Information provided:

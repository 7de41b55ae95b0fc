//! Error types for the Clubhouse core library.

use thiserror::Error;

/// Result type alias using the core `Error`.
pub type Result<T> = std::result::Result<T, Error>;

/// Core error types for Clubhouse operations.
#[derive(Debug, Error)]
pub enum Error {
    /// Configuration error
    #[error("Configuration error: {0}")]
    Config(String),

    /// Expiry arithmetic left the representable date range
    #[error("Expiry timestamp out of range: {0}")]
    ExpiryOutOfRange(i64),

    /// JSON serialization/deserialization error
    #[error("JSON error: {0}")]
    Json(#[from] serde_json::Error),

    /// I/O error
    #[error("I/O error: {0}")]
    Io(#[from] std::io::Error),
}
//! Input validation for premium submissions.

use clubhouse_core::config::PremiumConfig;

use super::error::PremiumError;

const MAX_FIELD_LEN: usize = 200;

/// Sender's bank details as entered by the member.
#[derive(Debug, Clone, PartialEq, Eq)]
pub struct BankDetails {
    pub bank_name: String,
    pub account_number: String,
    pub account_holder: String,
}

impl BankDetails {
    /// Trim every field and require it to be non-empty.
    pub fn normalized(&self) -> Result<Self, PremiumError> {
        Ok(Self {
            bank_name: required("bank_name", &self.bank_name)?,
            account_number: required("account_number", &self.account_number)?,
            account_holder: required("account_holder", &self.account_holder)?,
        })
    }
}

/// An uploaded payment proof.
#[derive(Debug, Clone, Copy)]
pub struct ProofUpload<'a> {
    pub file_name: &'a str,
    pub content_type: &'a str,
    pub content: &'a [u8],
}

impl ProofUpload<'_> {
    /// Check size and type limits, returning the file extension to store under.
    pub fn check(&self, limits: &PremiumConfig) -> Result<&'static str, PremiumError> {
        if self.content.is_empty() {
            return Err(PremiumError::InvalidArgument(
                "Payment proof is required".into(),
            ));
        }
        if self.content.len() > limits.max_proof_bytes {
            return Err(PremiumError::InvalidArgument(format!(
                "Payment proof exceeds {} bytes",
                limits.max_proof_bytes
            )));
        }

        let content_type = self.content_type.trim().to_ascii_lowercase();
        if !limits
            .allowed_content_types
            .iter()
            .any(|allowed| allowed.eq_ignore_ascii_case(&content_type))
        {
            return Err(PremiumError::InvalidArgument(format!(
                "Unsupported proof type: {}",
                self.content_type
            )));
        }

        Ok(extension_for(&content_type))
    }
}

fn extension_for(content_type: &str) -> &'static str {
    match content_type {
        "image/jpeg" => "jpg",
        "image/png" => "png",
        "image/webp" => "webp",
        "application/pdf" => "pdf",
        _ => "bin",
    }
}

fn required(field: &str, value: &str) -> Result<String, PremiumError> {
    let value = value.trim();
    if value.is_empty() {
        return Err(PremiumError::InvalidArgument(format!("{field} is required")));
    }
    if value.chars().count() > MAX_FIELD_LEN {
        return Err(PremiumError::InvalidArgument(format!(
            "{field} must be at most {MAX_FIELD_LEN} characters"
        )));
    }
    Ok(value.to_string())
}

/// Trim a rejection reason and require it to be non-empty.
pub(super) fn rejection_reason(reason: &str) -> Result<String, PremiumError> {
    let reason = reason.trim();
    if reason.is_empty() {
        return Err(PremiumError::InvalidArgument(
            "A rejection reason is required".into(),
        ));
    }
    Ok(reason.to_string())
}
use super::shutdown::shutdown_signal;
use crate::errors::handlers::not_found;
use crate::http::{cors_layer_from_env, security_headers};
use axum::{Router, middleware};
use core_config::{Environment, server::ServerConfig};
use std::io;
use std::net::SocketAddr;
use std::time::Duration;
use tower_http::compression::CompressionLayer;
use tower_http::trace::{DefaultMakeSpan, DefaultOnResponse, TraceLayer};
use tracing::{Level, info, warn};
use utoipa::OpenApi;
use utoipa_rapidoc::RapiDoc;
use utoipa_redoc::{Redoc, Servable as RedocServable};
use utoipa_scalar::{Scalar, Servable as ScalarServable};
use utoipa_swagger_ui::SwaggerUi;

/// Wrap `apis` with documentation and the cross-cutting layers.
///
/// - `apis` nested under `/api`
/// - OpenAPI for `T` at `/swagger-ui`, `/redoc`, `/rapidoc` and `/scalar`
/// - request tracing, security headers, CORS and response compression
/// - JSON 404 for unmatched routes
///
/// CORS comes from `CORS_ALLOWED_ORIGIN` (comma-separated), see
/// [`cors_layer_from_env`].
///
/// # Errors
/// Fails when `CORS_ALLOWED_ORIGIN` is invalid, or missing in production.
pub fn create_router<T>(apis: Router, environment: &Environment) -> io::Result<Router>
where
    T: OpenApi + 'static,
{
    let cors_layer = cors_layer_from_env(environment)?;

    let router = Router::new()
        .merge(SwaggerUi::new("/swagger-ui").url("/api-docs/openapi.json", T::openapi()))
        .merge(Redoc::with_url("/redoc", T::openapi()))
        .merge(RapiDoc::new("/api-docs/openapi.json").path("/rapidoc"))
        .merge(Scalar::with_url("/scalar", T::openapi()))
        .nest("/api", apis)
        .fallback(not_found)
        .layer(
            TraceLayer::new_for_http()
                .make_span_with(DefaultMakeSpan::new().level(Level::INFO))
                .on_response(DefaultOnResponse::new().level(Level::INFO)),
        )
        .layer(middleware::from_fn(security_headers))
        .layer(cors_layer)
        .layer(CompressionLayer::new());

    Ok(router)
}

/// Serve `router` until SIGINT/SIGTERM, then run `cleanup` within `shutdown_timeout`.
///
/// In-flight requests finish before `cleanup` starts. Connection info is
/// attached to every request so per-IP rate limits see the real peer.
///
/// ```ignore
/// create_production_app(router, &config, Duration::from_secs(30), async move {
///     database::postgres::close(db).await.ok();
/// })
/// .await?;
/// ```
pub async fn create_production_app<F>(
    router: Router,
    server_config: &ServerConfig,
    shutdown_timeout: Duration,
    cleanup: F,
) -> io::Result<()>
where
    F: std::future::Future<Output = ()> + Send + 'static,
{
    let listener = tokio::net::TcpListener::bind(server_config.address()).await?;
    info!("Server starting on {}", listener.local_addr()?);

    let serve_result = axum::serve(
        listener,
        router.into_make_service_with_connect_info::<SocketAddr>(),
    )
    .with_graceful_shutdown(shutdown_signal())
    .await
    .inspect_err(|e| {
        tracing::error!("Server encountered an error: {:?}", e);
    });

    info!("Running cleanup (timeout: {:?})", shutdown_timeout);
    match tokio::time::timeout(shutdown_timeout, cleanup).await {
        Ok(()) => info!("Cleanup completed"),
        Err(_) => warn!(
            "Cleanup exceeded timeout of {:?}, forcing shutdown",
            shutdown_timeout
        ),
    }

    serve_result
}

#[cfg(test)]
mod tests {
    use super::*;
    use axum::body::Body;
    use axum::http::{Request, StatusCode, header};
    use axum::routing::get;
    use http_body_util::BodyExt;
    use tower::ServiceExt;

    #[derive(OpenApi)]
    #[openapi(info(title = "test"))]
    struct EmptyDoc;

    fn app() -> Router {
        let apis = Router::new().route("/ping", get(|| async { "pong" }));
        temp_env::with_var_unset("CORS_ALLOWED_ORIGIN", || {
            create_router::<EmptyDoc>(apis, &Environment::Development).unwrap()
        })
    }

    #[tokio::test]
    async fn test_routes_are_nested_under_api() {
        let response = app()
            .oneshot(Request::builder().uri("/api/ping").body(Body::empty()).unwrap())
            .await
            .unwrap();

        assert_eq!(response.status(), StatusCode::OK);
        assert_eq!(response.headers()[header::X_FRAME_OPTIONS], "DENY");
    }

    #[tokio::test]
    async fn test_unknown_route_returns_json_404() {
        let response = app()
            .oneshot(Request::builder().uri("/nope").body(Body::empty()).unwrap())
            .await
            .unwrap();

        assert_eq!(response.status(), StatusCode::NOT_FOUND);
        let bytes = response.into_body().collect().await.unwrap().to_bytes();
        let body: serde_json::Value = serde_json::from_slice(&bytes).unwrap();
        assert_eq!(body["error"], "NOT_FOUND");
    }

    #[test]
    fn test_production_requires_cors_origin() {
        temp_env::with_var_unset("CORS_ALLOWED_ORIGIN", || {
            assert!(create_router::<EmptyDoc>(Router::new(), &Environment::Production).is_err());
        });
    }
}
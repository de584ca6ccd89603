use crate::{env_or_default, env_parse, ConfigError, FromEnv};
use std::net::Ipv4Addr;

const DEFAULT_PORT: u16 = 8080;

/// Where the HTTP listener binds.
///
/// `HOST` may be an IP literal or a resolvable name; it is handed to
/// `TcpListener::bind` as `host:port`.
#[derive(Clone, Debug, PartialEq, Eq)]
pub struct ServerConfig {
    pub host: String,
    pub port: u16,
}

impl ServerConfig {
    /// `host:port`, as logged at startup and passed to the listener
    pub fn address(&self) -> String {
        format!("{}:{}", self.host, self.port)
    }
}

impl Default for ServerConfig {
    /// All interfaces on 8080
    fn default() -> Self {
        Self {
            host: Ipv4Addr::UNSPECIFIED.to_string(),
            port: DEFAULT_PORT,
        }
    }
}

/// `HOST` (default `0.0.0.0`), `PORT` (default `8080`)
impl FromEnv for ServerConfig {
    fn from_env() -> Result<Self, ConfigError> {
        let defaults = Self::default();

        Ok(Self {
            host: env_or_default("HOST", &defaults.host),
            port: env_parse("PORT", defaults.port)?,
        })
    }
}
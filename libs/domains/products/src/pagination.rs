use serde::Serialize;

pub const DEFAULT_PAGE: u64 = 1;
pub const DEFAULT_LIMIT: u64 = 10;
pub const MAX_LIMIT: u64 = 100;

/// 1-based page request
#[derive(Debug, Clone, Copy, PartialEq, Eq)]
pub struct PaginationParams {
    pub page: u64,
    pub limit: u64,
}

impl PaginationParams {
    pub fn new(page: u64, limit: u64) -> Self {
        Self { page, limit }
    }

    /// Clamp raw client input: pages below 1 become 1, limits outside
    /// `1..=MAX_LIMIT` fall back to `DEFAULT_LIMIT`.
    pub fn normalized(page: i64, limit: i64) -> Self {
        let page = if page < 1 { DEFAULT_PAGE } else { page as u64 };
        let limit = if (1..=MAX_LIMIT as i64).contains(&limit) {
            limit as u64
        } else {
            DEFAULT_LIMIT
        };

        Self { page, limit }
    }

    /// Number of rows to skip, capped at `i64::MAX` (PostgreSQL binds OFFSET as bigint)
    pub fn offset(&self) -> u64 {
        self.page
            .saturating_sub(1)
            .saturating_mul(self.limit)
            .min(i64::MAX as u64)
    }
}

impl Default for PaginationParams {
    fn default() -> Self {
        Self::new(DEFAULT_PAGE, DEFAULT_LIMIT)
    }
}

/// A page of results plus the metadata needed to request the next one
#[derive(Debug, Clone, PartialEq, Serialize)]
#[serde(rename_all = "camelCase")]
pub struct PaginatedResult<T> {
    pub data: Vec<T>,
    pub page: u64,
    pub limit: u64,
    pub total: u64,
    pub total_pages: u64,
}

impl<T> PaginatedResult<T> {
    pub fn new(data: Vec<T>, pagination: PaginationParams, total: u64) -> Self {
        let total_pages = if pagination.limit == 0 {
            0
        } else {
            total.div_ceil(pagination.limit)
        };

        Self {
            data,
            page: pagination.page,
            limit: pagination.limit,
            total,
            total_pages,
        }
    }
}

#[cfg(test)]
mod tests {
    use super::*;

    #[test]
    fn test_normalized_clamps_page_and_limit() {
        assert_eq!(PaginationParams::normalized(0, 10), PaginationParams::new(1, 10));
        assert_eq!(PaginationParams::normalized(-3, 10), PaginationParams::new(1, 10));
        assert_eq!(PaginationParams::normalized(2, 0), PaginationParams::new(2, 10));
        assert_eq!(PaginationParams::normalized(2, 101), PaginationParams::new(2, 10));
        assert_eq!(PaginationParams::normalized(2, 100), PaginationParams::new(2, 100));
        assert_eq!(PaginationParams::normalized(7, 1), PaginationParams::new(7, 1));
    }

    #[test]
    fn test_offset() {
        assert_eq!(PaginationParams::new(1, 10).offset(), 0);
        assert_eq!(PaginationParams::new(3, 25).offset(), 50);
    }

    #[test]
    fn test_offset_of_far_page_fits_bigint() {
        let far = PaginationParams::normalized(i64::MAX, 100);
        assert_eq!(far.page, i64::MAX as u64);
        assert!(i64::try_from(far.offset()).is_ok());
        assert_eq!(far.offset(), i64::MAX as u64);
    }

    #[test]
    fn test_total_pages_rounds_up() {
        let result = PaginatedResult::new(vec![1, 2], PaginationParams::new(1, 2), 5);
        assert_eq!(result.total_pages, 3);

        let exact = PaginatedResult::new(vec![1, 2], PaginationParams::new(1, 2), 4);
        assert_eq!(exact.total_pages, 2);
    }

    #[test]
    fn test_total_pages_zero_when_empty() {
        let result = PaginatedResult::<u8>::new(vec![], PaginationParams::default(), 0);
        assert_eq!(result.total_pages, 0);
        assert_eq!(result.total, 0);
    }
}
use axum::http::{HeaderValue, Method, header};
use core_config::Environment;
use std::io;
use std::time::Duration;
use tower_http::cors::{AllowOrigin, CorsLayer};
use tracing::{info, warn};

/// CORS for an explicit origin list: JSON verbs and headers, 1 hour preflight cache
pub fn create_cors_layer(allowed_origins: Vec<HeaderValue>) -> CorsLayer {
    CorsLayer::new()
        .allow_origin(AllowOrigin::list(allowed_origins))
        .allow_methods([
            Method::GET,
            Method::POST,
            Method::PUT,
            Method::DELETE,
            Method::OPTIONS,
        ])
        .allow_headers([header::CONTENT_TYPE, header::ACCEPT])
        .max_age(Duration::from_secs(3600))
}

/// Split a comma-separated origin list, skipping blanks
pub fn parse_allowed_origins(raw: &str) -> io::Result<Vec<HeaderValue>> {
    raw.split(',')
        .map(str::trim)
        .filter(|s| !s.is_empty())
        .map(|s| {
            s.parse::<HeaderValue>().map_err(|e| {
                io::Error::new(
                    io::ErrorKind::InvalidInput,
                    format!("Invalid CORS_ALLOWED_ORIGIN value '{s}': {e}"),
                )
            })
        })
        .collect()
}

/// Build the CORS layer from `CORS_ALLOWED_ORIGIN`.
///
/// When the variable is unset or empty, development allows any origin and
/// production refuses to start.
pub fn cors_layer_from_env(environment: &Environment) -> io::Result<CorsLayer> {
    let raw = std::env::var("CORS_ALLOWED_ORIGIN").unwrap_or_default();
    let origins = parse_allowed_origins(&raw)?;

    if !origins.is_empty() {
        info!(origins = %raw, "CORS configured");
        return Ok(create_cors_layer(origins));
    }

    if environment.is_production() {
        return Err(io::Error::new(
            io::ErrorKind::InvalidInput,
            "CORS_ALLOWED_ORIGIN is required in production. Example: CORS_ALLOWED_ORIGIN=https://shop.example.com",
        ));
    }

    warn!("CORS_ALLOWED_ORIGIN not set, allowing any origin");
    Ok(CorsLayer::permissive())
}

Work item: Check each line of the material above for the string "ServerConfig". Please count those that have it and reply with the number only.

Task answer: 6